—Por aquí—y señalaba con el látigo—se va á Piedigrotta. Los señores debían ver el día de la fiesta: es en Septiembre. Pocos vuelven de ella á pie firme. Santa María di Piedigrotta hizo que Carlos III derrotase á los tedescos en Velletri... ¡Aooó!

Movía su látigo lo mismo que una caña de pescar sobre la enhiesta pluma, excitando la marcha del caballo con un alarido profesional... Y como si su grito figurase entre las más dulces melodías, continuó diciendo, por una asociación de ideas:

—En la fiesta de Piedigrotta se daban á conocer, siendo yo mozo, las mejores canciones del año. Allí se proclamaba la romanza de moda, y cuando ya la habíamos olvidado, venían los extranjeros, años después, á repetirla como una novedad.

Hizo una breve pausa.

—Si los señores quieren—continuó—, los llevaré á la vuelta á Piedigrotta. Verán la pequeña iglesia de San Vitale. Muchas señoras extranjeras la buscan para colocar flores en la sepultura de un jorobadito que hacía versos: el conde Giacomo Leopardi.

El silencio con que acogían estas explicaciones los dos clientes le hizo abandonar su oratoria maquinal para fijarse en ellos. El señor le había tomado una mano á la señora y se la apretaba hablando en voz muy baja. La señora fingía no escucharle, mirando las «villas» y los jardines del lado izquierdo del camino, que descendían hasta el mar.

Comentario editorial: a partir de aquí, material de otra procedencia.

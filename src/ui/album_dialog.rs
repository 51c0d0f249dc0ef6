//! Album picker shown on startup and on demand.

use ratatui::prelude::*;
use ratatui::widgets::{Block, Borders, Clear, Paragraph};

use kalbum::api::AlbumSummary;

/// Album list state.
#[derive(Debug, Default)]
pub struct AlbumDialog {
    pub albums: Vec<AlbumSummary>,
    pub selected: usize,
    pub loading: bool,
    pub error: Option<String>,
}

impl AlbumDialog {
    /// Replace the list, keeping the selection on `current` when it is still there.
    pub fn set_albums(&mut self, albums: Vec<AlbumSummary>, current: Option<&str>) {
        self.selected = current
            .and_then(|id| albums.iter().position(|a| a.id == id))
            .unwrap_or(0);
        self.albums = albums;
        self.loading = false;
        self.error = None;
    }

    pub fn move_down(&mut self) {
        if self.selected + 1 < self.albums.len() {
            self.selected += 1;
        }
    }

    pub fn move_up(&mut self) {
        self.selected = self.selected.saturating_sub(1);
    }

    pub fn selected_album(&self) -> Option<&AlbumSummary> {
        self.albums.get(self.selected)
    }
}

pub fn render(frame: &mut Frame, dialog: &AlbumDialog) {
    let area = frame.area();

    let dialog_width = 50.min(area.width.saturating_sub(4));
    let dialog_height = 16.min(area.height.saturating_sub(4));

    let dialog_x = (area.width.saturating_sub(dialog_width)) / 2;
    let dialog_y = (area.height.saturating_sub(dialog_height)) / 2;

    let dialog_area = Rect::new(dialog_x, dialog_y, dialog_width, dialog_height);

    frame.render_widget(Clear, dialog_area);

    let block = Block::default()
        .title(" Albums ")
        .borders(Borders::ALL)
        .border_style(Style::default().fg(Color::Cyan))
        .style(Style::default().bg(Color::Black));
    let inner = block.inner(dialog_area);
    frame.render_widget(block, dialog_area);

    let chunks = Layout::default()
        .direction(Direction::Vertical)
        .constraints([Constraint::Min(1), Constraint::Length(1)])
        .split(inner);

    if dialog.loading {
        let text = Paragraph::new("Loading albums...")
            .style(Style::default().fg(Color::DarkGray))
            .alignment(Alignment::Center);
        frame.render_widget(text, chunks[0]);
    } else if let Some(ref error) = dialog.error {
        let text = Paragraph::new(format!("Could not load albums:\n{}", error))
            .style(Style::default().fg(Color::Red))
            .alignment(Alignment::Center);
        frame.render_widget(text, chunks[0]);
    } else if dialog.albums.is_empty() {
        let text = Paragraph::new("No albums")
            .style(Style::default().fg(Color::DarkGray))
            .alignment(Alignment::Center);
        frame.render_widget(text, chunks[0]);
    } else {
        let visible = chunks[0].height as usize;
        let offset = (dialog.selected + 1).saturating_sub(visible);
        let lines: Vec<Line> = dialog
            .albums
            .iter()
            .enumerate()
            .skip(offset)
            .take(visible)
            .map(|(idx, album)| {
                let style = if idx == dialog.selected {
                    Style::default().fg(Color::Black).bg(Color::Cyan)
                } else {
                    Style::default()
                };
                Line::from(Span::styled(format!(" {} ", album.name), style))
            })
            .collect();
        frame.render_widget(Paragraph::new(lines), chunks[0]);
    }

    let help = Paragraph::new("j/k:move  Enter:open  r:refresh  Esc:close")
        .style(Style::default().fg(Color::DarkGray))
        .alignment(Alignment::Center);
    frame.render_widget(help, chunks[1]);
}

#[cfg(test)]
mod tests {
    use super::*;

    fn album(id: &str) -> AlbumSummary {
        AlbumSummary {
            id: id.to_string(),
            name: id.to_uppercase(),
        }
    }

    #[test]
    fn test_set_albums_keeps_current_selected() {
        let mut dialog = AlbumDialog {
            loading: true,
            ..AlbumDialog::default()
        };
        dialog.set_albums(vec![album("a"), album("b"), album("c")], Some("c"));
        assert_eq!(dialog.selected, 2);
        assert!(!dialog.loading);

        dialog.set_albums(vec![album("a")], Some("c"));
        assert_eq!(dialog.selected_album().map(|a| a.id.as_str()), Some("a"));
    }

    #[test]
    fn test_movement_is_bounded() {
        let mut dialog = AlbumDialog::default();
        dialog.set_albums(vec![album("a"), album("b")], None);
        dialog.move_down();
        dialog.move_down();
        assert_eq!(dialog.selected, 1);
        dialog.move_up();
        dialog.move_up();
        assert_eq!(dialog.selected, 0);
    }
}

Todavía, con doble magnanimidad, quiso instruir á estos parroquianos indiferentes, mostrando á punta de látigo las bellezas y curiosidades de su catálogo.

—Aquella iglesia es Santa María del Parto, llamada por otros del Sannazaro. El Sannazaro fué también un gran poeta, que describió amores de pastoras, y Federico II de Aragón le hizo el regalo de una «villa» con jardines, para que trabajase con más comodidad... ¡Otros tiempos, señores míos! Sus herederos la convirtieron en iglesia, y...

Se cortó la voz del cochero. A sus espaldas hablaba la pareja en un idioma incomprensible, sin prestarle atención, sin agradecer sus eruditas explicaciones. ¡Extranjeros ignorantes!... Y ya no dijo más. Se replegó en un silencio ofendido, aliviando su verbosidad napolitana con una serie de gritos y gruñidos dedicados á su caballo.

El camino nuevo de Possilipo, obra del rey Murat, costeaba el golfo, elevándose lentamente por la falda de la montaña, haciendo cada vez mayor el declive entre su calzada y el borde del mar. En esta pendiente asomaban las «villas» sus fachadas blancas ó rosadas entre los esplendores de una vegetación siempre verde y lustrosa.